§ **What is required**
Whatever the records say, give every one of them again exactly.

[[ Record set, beginning ]]

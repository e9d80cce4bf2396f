//! Numeric candidate extraction
//!
//! Picks the substring of recognized text that most plausibly is the weight
//! shown on a scale's display. Lines are scanned in order and the first line
//! whose first number passes validation wins.

use regex::Regex;
use serde::{Deserialize, Serialize};
use std::sync::OnceLock;

/// Characters a reading may consist of
const READING_CHARSET: &str = "0123456789.";

/// Digit limits of a plausible display reading (strict policy)
const STRICT_INTEGER_DIGITS: usize = 3;
const STRICT_FRACTION_DIGITS: usize = 2;

static NUMBER_PATTERN: OnceLock<Regex> = OnceLock::new();

fn number_pattern() -> &'static Regex {
    NUMBER_PATTERN.get_or_init(|| Regex::new(r"[0-9]+(?:\.[0-9]+)?").expect("valid number pattern"))
}

/// How picky the extractor is about a matched number
#[derive(Debug, Clone, Copy, PartialEq, Eq, Default, Serialize, Deserialize, clap::ValueEnum)]
#[serde(rename_all = "snake_case")]
pub enum ExtractionPolicy {
    /// Any finite decimal number
    #[default]
    Lenient,
    /// At most 3 integer and 2 fractional digits
    Strict,
}

/// A number found in recognized text
#[derive(Debug, Clone, PartialEq)]
pub struct NumericCandidate {
    /// Matched text, exactly as recognized
    pub raw: String,
    /// Parsed value, if the text is a finite number
    pub value: Option<f64>,
}

impl NumericCandidate {
    fn new(raw: &str) -> Self {
        let value = raw.parse::<f64>().ok().filter(|v| v.is_finite());
        Self {
            raw: raw.to_string(),
            value,
        }
    }
}

/// Extracts the displayed weight from OCR text
#[derive(Debug, Clone, Copy, Default)]
pub struct NumericExtractor {
    policy: ExtractionPolicy,
}

impl NumericExtractor {
    pub fn new(policy: ExtractionPolicy) -> Self {
        Self { policy }
    }

    /// Returns the best reading, or an empty string when nothing qualifies
    pub fn extract(&self, text: &str) -> String {
        self.extract_candidate(text)
            .map(|candidate| candidate.raw)
            .unwrap_or_default()
    }

    /// Returns the first qualifying candidate in line order
    pub fn extract_candidate(&self, text: &str) -> Option<NumericCandidate> {
        text.lines()
            .filter_map(|line| number_pattern().find(line))
            .map(|m| NumericCandidate::new(m.as_str()))
            .find(|candidate| self.accepts(candidate))
    }

    /// Whether a matched candidate is acceptable as a reading
    pub fn accepts(&self, candidate: &NumericCandidate) -> bool {
        if !is_reading_charset(&candidate.raw) || candidate.value.is_none() {
            return false;
        }

        match self.policy {
            ExtractionPolicy::Lenient => true,
            ExtractionPolicy::Strict => fits_display(&candidate.raw),
        }
    }
}

/// Every character is a digit or the decimal point
pub fn is_reading_charset(text: &str) -> bool {
    !text.is_empty() && text.chars().all(|c| READING_CHARSET.contains(c))
}

fn fits_display(raw: &str) -> bool {
    let (integer, fraction) = match raw.split_once('.') {
        Some((integer, fraction)) => (integer, fraction),
        None => (raw, ""),
    };
    integer.len() <= STRICT_INTEGER_DIGITS && fraction.len() <= STRICT_FRACTION_DIGITS
}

[[ Record set, end ]]

§ **Solution**
repository e9d80cce4bf2396f
//! Numeric candidate extraction
//!
//! Picks the substring of recognized text that most plausibly is the weight
//! shown on a scale's display. Lines are scanned in order and the first line
//! whose first number passes validation wins.

use regex::Regex;
use serde::{Deserialize, Serialize};
use std::sync::OnceLock;

/// Characters a reading may consist of
const READING_CHARSET: &str = "0123456789.";

/// Digit limits of a plausible display reading (strict policy)
const STRICT_INTEGER_DIGITS: usize = 3;
const STRICT_FRACTION_DIGITS: usize = 2;

static NUMBER_PATTERN: OnceLock<Regex> = OnceLock::new();

fn number_pattern() -> &'static Regex {
    NUMBER_PATTERN.get_or_init(|| Regex::new(r"[0-9]+(?:\.[0-9]+)?").expect("valid number pattern"))
}

/// How picky the extractor is about a matched number
#[derive(Debug, Clone, Copy, PartialEq, Eq, Default, Serialize, Deserialize, clap::ValueEnum)]
#[serde(rename_all = "snake_case")]
pub enum ExtractionPolicy {
    /// Any finite decimal number
    #[default]
    Lenient,
    /// At most 3 integer and 2 fractional digits
    Strict,
}

/// A number found in recognized text
#[derive(Debug, Clone, PartialEq)]
pub struct NumericCandidate {
    /// Matched text, exactly as recognized
    pub raw: String,
    /// Parsed value, if the text is a finite number
    pub value: Option<f64>,
}

impl NumericCandidate {
    fn new(raw: &str) -> Self {
        let value = raw.parse::<f64>().ok().filter(|v| v.is_finite());
        Self {
            raw: raw.to_string(),
            value,
        }
    }
}

/// Extracts the displayed weight from OCR text
#[derive(Debug, Clone, Copy, Default)]
pub struct NumericExtractor {
    policy: ExtractionPolicy,
}

impl NumericExtractor {
    pub fn new(policy: ExtractionPolicy) -> Self {
        Self { policy }
    }

    /// Returns the best reading, or an empty string when nothing qualifies
    pub fn extract(&self, text: &str) -> String {
        self.extract_candidate(text)
            .map(|candidate| candidate.raw)
            .unwrap_or_default()
    }

    /// Returns the first qualifying candidate in line order
    pub fn extract_candidate(&self, text: &str) -> Option<NumericCandidate> {
        text.lines()
            .filter_map(|line| number_pattern().find(line))
            .map(|m| NumericCandidate::new(m.as_str()))
            .find(|candidate| self.accepts(candidate))
    }

    /// Whether a matched candidate is acceptable as a reading
    pub fn accepts(&self, candidate: &NumericCandidate) -> bool {
        if !is_reading_charset(&candidate.raw) || candidate.value.is_none() {
            return false;
        }

        match self.policy {
            ExtractionPolicy::Lenient => true,
            ExtractionPolicy::Strict => fits_display(&candidate.raw),
        }
    }
}

/// Every character is a digit or the decimal point
pub fn is_reading_charset(text: &str) -> bool {
    !text.is_empty() && text.chars().all(|c| READING_CHARSET.contains(c))
}

fn fits_display(raw: &str) -> bool {
    let (integer, fraction) = match raw.split_once('.') {
        Some((integer, fraction)) => (integer, fraction),
        None => (raw, ""),
    };
    integer.len() <= STRICT_INTEGER_DIGITS && fraction.len() <= STRICT_FRACTION_DIGITS
}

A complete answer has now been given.